# Assignment
Somewhere below is a line with "#[derive(Debug, Clone)]" and, later, a line with "self.request.include_war_dependencies = include;"; repeat those two lines and all the lines between them, exactly as they are.

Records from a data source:
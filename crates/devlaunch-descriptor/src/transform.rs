//! Pure descriptor transforms
//!
//! The document is streamed event by event: only the override values in the
//! root start tag are spliced in, every other byte is written back untouched.
//! No document tree is shared or mutated.

use crate::error::DescriptorError;
use crate::overrides::{
    ContextOverrides, BACKGROUND_PROCESSOR_DELAY_ATTR, RELOADABLE_ATTR, ROOT_ELEMENT,
};
use quick_xml::events::{BytesStart, Event};
use quick_xml::{Reader, Writer};
use std::ops::Range;

/// Apply overrides to a descriptor document
///
/// The root element gets `backgroundProcessorDelay` and `reloadable` set to
/// the override values. Existing override attributes keep their position;
/// missing ones are appended. Everything else (declaration, comments, other
/// attributes, children, whitespace) passes through in order.
///
/// # Errors
/// Returns [`DescriptorError`] if the document is not well-formed XML or has
/// no single root element
pub fn apply_overrides(
    document: &str,
    overrides: &ContextOverrides,
) -> Result<String, DescriptorError> {
    let mut reader = Reader::from_str(document);
    let mut writer = Writer::new(Vec::with_capacity(document.len() + 64));
    let mut depth: usize = 0;
    let mut root_seen = false;

    loop {
        let event = reader
            .read_event()
            .map_err(|source| DescriptorError::Syntax {
                position: reader.error_position() as u64,
                source,
            })?;

        let event = match event {
            Event::Eof => break,
            Event::Start(start) => {
                let start = if depth == 0 {
                    enter_root(&mut root_seen)?;
                    with_overrides(&start, overrides)?
                } else {
                    start
                };
                depth += 1;
                Event::Start(start)
            }
            Event::Empty(start) if depth == 0 => {
                enter_root(&mut root_seen)?;
                Event::Empty(with_overrides(&start, overrides)?)
            }
            Event::End(end) => {
                depth = depth
                    .checked_sub(1)
                    .ok_or_else(|| DescriptorError::ill_formed("unexpected closing tag"))?;
                Event::End(end)
            }
            Event::Text(text) if depth == 0 && !text.iter().all(u8::is_ascii_whitespace) => {
                return Err(DescriptorError::ill_formed("text outside the root element"));
            }
            other => other,
        };

        writer
            .write_event(event)
            .map_err(|e| DescriptorError::Serialize(e.to_string()))?;
    }

    if depth > 0 {
        return Err(DescriptorError::ill_formed("root element is not closed"));
    }
    if !root_seen {
        return Err(DescriptorError::MissingRoot);
    }

    String::from_utf8(writer.into_inner()).map_err(|e| DescriptorError::Serialize(e.to_string()))
}

/// Minimal descriptor carrying only the override attributes
///
/// Used when the project has no descriptor of its own.
#[must_use]
pub fn minimal_descriptor(overrides: &ContextOverrides) -> String {
    format!(
        r#"<{ROOT_ELEMENT} {BACKGROUND_PROCESSOR_DELAY_ATTR}="{}" {RELOADABLE_ATTR}="{}"/>"#,
        overrides.background_processor_delay,
        overrides.reloadable_value()
    )
}

fn enter_root(root_seen: &mut bool) -> Result<(), DescriptorError> {
    if *root_seen {
        return Err(DescriptorError::ill_formed("more than one root element"));
    }
    *root_seen = true;
    Ok(())
}

fn with_overrides(
    root: &BytesStart<'_>,
    overrides: &ContextOverrides,
) -> Result<BytesStart<'static>, DescriptorError> {
    // Validates quoting and rejects duplicates before the raw scan below.
    for attribute in root.attributes() {
        attribute?;
    }

    let delay = overrides.delay_value();
    let reloadable = overrides.reloadable_value();
    let name = root.name();
    let (attributes, trailing) = split_attributes(root.attributes_raw());

    let mut content = Vec::with_capacity(root.len() + 64);
    content.extend_from_slice(name.as_ref());
    let mut delay_written = false;
    let mut reloadable_written = false;

    for attribute in &attributes {
        let replacement = match attribute.key() {
            key if key == BACKGROUND_PROCESSOR_DELAY_ATTR.as_bytes() => {
                delay_written = true;
                Some(delay.as_str())
            }
            key if key == RELOADABLE_ATTR.as_bytes() => {
                reloadable_written = true;
                Some(reloadable)
            }
            _ => None,
        };
        match replacement {
            Some(value) => {
                content.extend_from_slice(&attribute.text[..attribute.value.start]);
                content.extend_from_slice(value.as_bytes());
                content.extend_from_slice(&attribute.text[attribute.value.end..]);
            }
            None => content.extend_from_slice(attribute.text),
        }
    }

    if !delay_written {
        push_attribute(&mut content, BACKGROUND_PROCESSOR_DELAY_ATTR, &delay);
    }
    if !reloadable_written {
        push_attribute(&mut content, RELOADABLE_ATTR, reloadable);
    }
    content.extend_from_slice(trailing);

    let content =
        String::from_utf8(content).map_err(|e| DescriptorError::Serialize(e.to_string()))?;
    Ok(BytesStart::from_content(content, name.as_ref().len()))
}

fn push_attribute(content: &mut Vec<u8>, key: &str, value: &str) {
    content.push(b' ');
    content.extend_from_slice(key.as_bytes());
    content.extend_from_slice(b"=\"");
    content.extend_from_slice(value.as_bytes());
    content.push(b'"');
}

/// One attribute as written in the source, leading whitespace included
struct RawAttribute<'a> {
    text: &'a [u8],
    key: Range<usize>,
    value: Range<usize>,
}

impl RawAttribute<'_> {
    fn key(&self) -> &[u8] {
        &self.text[self.key.clone()]
    }
}

/// Split an already validated attribute list into its source spans
///
/// Returns the attributes and whatever whitespace follows the last one.
fn split_attributes(raw: &[u8]) -> (Vec<RawAttribute<'_>>, &[u8]) {
    let mut attributes = Vec::new();
    let mut start = 0;
    let mut pos = 0;

    loop {
        while raw.get(pos).is_some_and(u8::is_ascii_whitespace) {
            pos += 1;
        }
        let key_start = pos;
        while raw
            .get(pos)
            .is_some_and(|b| *b != b'=' && !b.is_ascii_whitespace())
        {
            pos += 1;
        }
        let key_end = pos;
        while raw.get(pos).is_some_and(|b| *b != b'"' && *b != b'\'') {
            pos += 1;
        }
        let Some(&quote) = raw.get(pos) else {
            break;
        };
        let value_start = pos + 1;
        let value_end = raw[value_start..]
            .iter()
            .position(|b| *b == quote)
            .map_or(raw.len(), |offset| value_start + offset);
        pos = (value_end + 1).min(raw.len());

        attributes.push(RawAttribute {
            text: &raw[start..pos],
            key: key_start - start..key_end - start,
            value: value_start - start..value_end - start,
        });
        start = pos;
    }

    (attributes, &raw[start..])
}

/// Read the override attributes back from a document's root element
///
/// Returns `(delay, reloadable)` as raw attribute values.
///
/// # Errors
/// Returns [`DescriptorError`] if the document cannot be parsed
pub fn root_overrides(
    document: &str,
) -> Result<(Option<String>, Option<String>), DescriptorError> {
    let mut reader = Reader::from_str(document);
    loop {
        let event = reader
            .read_event()
            .map_err(|source| DescriptorError::Syntax {
                position: reader.error_position() as u64,
                source,
            })?;
        match event {
            Event::Start(root) | Event::Empty(root) => {
                let mut delay = None;
                let mut reloadable = None;
                for attribute in root.attributes() {
                    let attribute = attribute?;
                    let value = String::from_utf8_lossy(&attribute.value).into_owned();
                    if attribute.key.as_ref() == BACKGROUND_PROCESSOR_DELAY_ATTR.as_bytes() {
                        delay = Some(value);
                    } else if attribute.key.as_ref() == RELOADABLE_ATTR.as_bytes() {
                        reloadable = Some(value);
                    }
                }
                return Ok((delay, reloadable));
            }
            Event::Eof => return Err(DescriptorError::MissingRoot),
            _ => {}
        }
    }
}
//! Launch-time context overrides

use serde::{Deserialize, Serialize};

/// Root element name of a context descriptor
pub const ROOT_ELEMENT: &str = "Context";

/// Root attribute holding the background processor delay (seconds)
pub const BACKGROUND_PROCESSOR_DELAY_ATTR: &str = "backgroundProcessorDelay";

/// Root attribute holding the reload flag
pub const RELOADABLE_ATTR: &str = "reloadable";

/// Delay value meaning "background processing disabled"
pub const DISABLED_DELAY: i32 = -1;

/// Attributes forced onto the context descriptor for one launch
#[derive(Debug, Clone, Copy, PartialEq, Eq, Serialize, Deserialize)]
#[serde(default)]
pub struct ContextOverrides {
    /// Seconds between background processor runs; `-1` disables it
    pub background_processor_delay: i32,
    /// Reload the application when its classes change
    pub reloadable: bool,
}

impl Default for ContextOverrides {
    fn default() -> Self {
        Self {
            background_processor_delay: DISABLED_DELAY,
            reloadable: false,
        }
    }
}

impl ContextOverrides {
    /// Create overrides
    #[inline]
    #[must_use]
    pub fn new(background_processor_delay: i32, reloadable: bool) -> Self {
        Self {
            background_processor_delay,
            reloadable,
        }
    }

    /// Attribute value for the delay
    #[inline]
    #[must_use]
    pub fn delay_value(&self) -> String {
        self.background_processor_delay.to_string()
    }

    /// Attribute value for the reload flag (`"true"` / `"false"`)
    #[inline]
    #[must_use]
    pub fn reloadable_value(&self) -> &'static str {
        if self.reloadable {
            "true"
        } else {
            "false"
        }
    }
}
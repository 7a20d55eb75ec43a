//! Resolution request and result
//!
//! A request is assembled once per launch with [`RequestBuilder`] and is
//! read-only afterwards.

use devlaunch_artifact::{ArtifactSet, ClasspathEntry};
use std::path::{Path, PathBuf};

/// Input to [`crate::ClasspathEntryResolver::resolve`]
#[derive(Debug, Clone, PartialEq, Eq)]
pub struct ClassLoaderResolutionRequest {
    artifacts: ArtifactSet,
    include_war_dependencies: bool,
    use_test_scope: bool,
    extra_dirs: Vec<PathBuf>,
}

impl ClassLoaderResolutionRequest {
    /// Start building a request for an artifact set
    ///
    /// Defaults: war dependencies expanded, test scope excluded, no extra dirs.
    #[inline]
    #[must_use]
    pub fn builder(artifacts: ArtifactSet) -> RequestBuilder {
        RequestBuilder {
            request: Self {
                artifacts,
                include_war_dependencies: true,
                use_test_scope: false,
                extra_dirs: Vec::new(),
            },
        }
    }

    /// Artifacts in resolution order
    #[inline]
    #[must_use]
    pub fn artifacts(&self) -> &ArtifactSet {
        &self.artifacts
    }

    /// Expand web archives into their classes and libraries
    #[inline]
    #[must_use]
    pub fn include_war_dependencies(&self) -> bool {
        self.include_war_dependencies
    }

    /// Include test-scoped artifacts
    #[inline]
    #[must_use]
    pub fn use_test_scope(&self) -> bool {
        self.use_test_scope
    }

    /// Developer-specified extra directories, in caller order
    #[inline]
    #[must_use]
    pub fn extra_dirs(&self) -> &[PathBuf] {
        &self.extra_dirs
    }

    /// Copy of this request with more extra directories appended
    #[must_use]
    pub fn with_extra_dirs<I, P>(&self, dirs: I) -> Self
    where
        I: IntoIterator<Item = P>,
        P: Into<PathBuf>,
    {
        let mut request = self.clone();
        request.extra_dirs.extend(dirs.into_iter().map(Into::into));
        request
    }
}

/// Builder for [`ClassLoaderResolutionRequest`]
#[derive(Debug, Clone)]
#[must_use]
pub struct RequestBuilder {
    request: ClassLoaderResolutionRequest,
}

impl RequestBuilder {
    /// Set whether web archives are expanded
    pub fn include_war_dependencies(mut self, include: bool) -> Self {
        self.request.include_war_dependencies = include;
        self
    }

    /// Set whether test-scoped artifacts are included
    pub fn use_test_scope(mut self, use_test_scope: bool) -> Self {
        self.request.use_test_scope = use_test_scope;
        self
    }

    /// Append one extra directory
    pub fn extra_dir(mut self, dir: impl Into<PathBuf>) -> Self {
        self.request.extra_dirs.push(dir.into());
        self
    }

    /// Append several extra directories
    pub fn extra_dirs<I, P>(mut self, dirs: I) -> Self
    where
        I: IntoIterator<Item = P>,
        P: Into<PathBuf>,
    {
        self.request.extra_dirs.extend(dirs.into_iter().map(Into::into));
        self
    }

    /// Finish the request
    #[must_use]
    pub fn build(self) -> ClassLoaderResolutionRequest {
        self.request
    }
}

/// Output of [`crate::ClasspathEntryResolver::resolve`]
///
/// The caller owns `temp_directories` and must register them for cleanup.
#[derive(Debug, Clone, Default, PartialEq, Eq)]
pub struct ClassLoaderResolutionResult {
    entries: Vec<ClasspathEntry>,
    temp_directories: Vec<PathBuf>,
}

impl ClassLoaderResolutionResult {
    pub(crate) fn new(entries: Vec<ClasspathEntry>, temp_directories: Vec<PathBuf>) -> Self {
        Self {
            entries,
            temp_directories,
        }
    }

    /// Entries in shadowing order
    #[inline]
    #[must_use]
    pub fn entries(&self) -> &[ClasspathEntry] {
        &self.entries
    }

    /// Extraction directories created during resolution
    #[inline]
    #[must_use]
    pub fn temp_directories(&self) -> &[PathBuf] {
        &self.temp_directories
    }

    /// Check if `path` is one of the extraction directories
    #[must_use]
    pub fn owns_temp_directory(&self, path: &Path) -> bool {
        self.temp_directories.iter().any(|d| d == path)
    }

    /// Split into entries and temp directories
    #[inline]
    #[must_use]
    pub fn into_parts(self) -> (Vec<ClasspathEntry>, Vec<PathBuf>) {
        (self.entries, self.temp_directories)
    }
}
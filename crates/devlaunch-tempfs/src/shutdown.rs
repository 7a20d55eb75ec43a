//! Process-exit wiring for the registry
//!
//! Two exit paths are covered:
//! - normal return and panic unwinding, via [`CleanupGuard`]'s `Drop`
//! - termination signals (unix), via [`install_signal_cleanup`]
//!
//! Both drain the same registry, so a resource is never attempted twice.

use crate::registry::{CleanupReport, TempResourceRegistry};

/// Runs registry cleanup when dropped
///
/// Hold one in `main` for the lifetime of the launch.
#[derive(Debug)]
#[must_use = "cleanup runs when the guard is dropped"]
pub struct CleanupGuard {
    registry: TempResourceRegistry,
    armed: bool,
}

impl CleanupGuard {
    /// Create guard for registry
    #[inline]
    pub fn new(registry: TempResourceRegistry) -> Self {
        Self {
            registry,
            armed: true,
        }
    }

    /// Guarded registry
    #[inline]
    #[must_use]
    pub fn registry(&self) -> &TempResourceRegistry {
        &self.registry
    }

    /// Run cleanup now and disarm the guard
    pub fn finish(mut self) -> CleanupReport {
        self.armed = false;
        self.registry.run_cleanup()
    }
}

impl Drop for CleanupGuard {
    fn drop(&mut self) {
        if self.armed {
            let report = self.registry.run_cleanup();
            if !report.is_clean() {
                tracing::warn!(
                    failed = report.failures.len(),
                    "some temporary resources could not be removed at exit"
                );
            }
        }
    }
}

/// Signals that trigger cleanup before the process exits
#[cfg(unix)]
pub const CLEANUP_SIGNALS: [i32; 4] = [
    signal_hook::consts::SIGTERM,
    signal_hook::consts::SIGINT,
    signal_hook::consts::SIGQUIT,
    signal_hook::consts::SIGHUP,
];

/// Remove registered resources when a termination signal arrives
///
/// Spawns a watcher thread. On the first signal in [`CLEANUP_SIGNALS`] it
/// drains the registry and exits with status `128 + signal`. Close the
/// returned handle to stop watching.
///
/// # Errors
/// Returns error if the signal handlers or the thread cannot be set up
#[cfg(unix)]
pub fn install_signal_cleanup(
    registry: TempResourceRegistry,
) -> std::io::Result<signal_hook::iterator::Handle> {
    let mut signals = signal_hook::iterator::Signals::new(CLEANUP_SIGNALS)?;
    let handle = signals.handle();

    std::thread::Builder::new()
        .name("devlaunch-cleanup".to_string())
        .spawn(move || {
            if let Some(signal) = signals.forever().next() {
                tracing::info!(signal, "termination signal received, removing temporary resources");
                let report = registry.run_cleanup();
                tracing::debug!(removed = report.removed.len(), "signal cleanup done");
                std::process::exit(128 + signal);
            }
        })?;

    Ok(handle)
}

# Written solution
#[derive(Debug, Clone)]
#[must_use]
pub struct RequestBuilder {
    request: ClassLoaderResolutionRequest,
}

impl RequestBuilder {
    /// Set whether web archives are expanded
    pub fn include_war_dependencies(mut self, include: bool) -> Self {
        self.request.include_war_dependencies = include;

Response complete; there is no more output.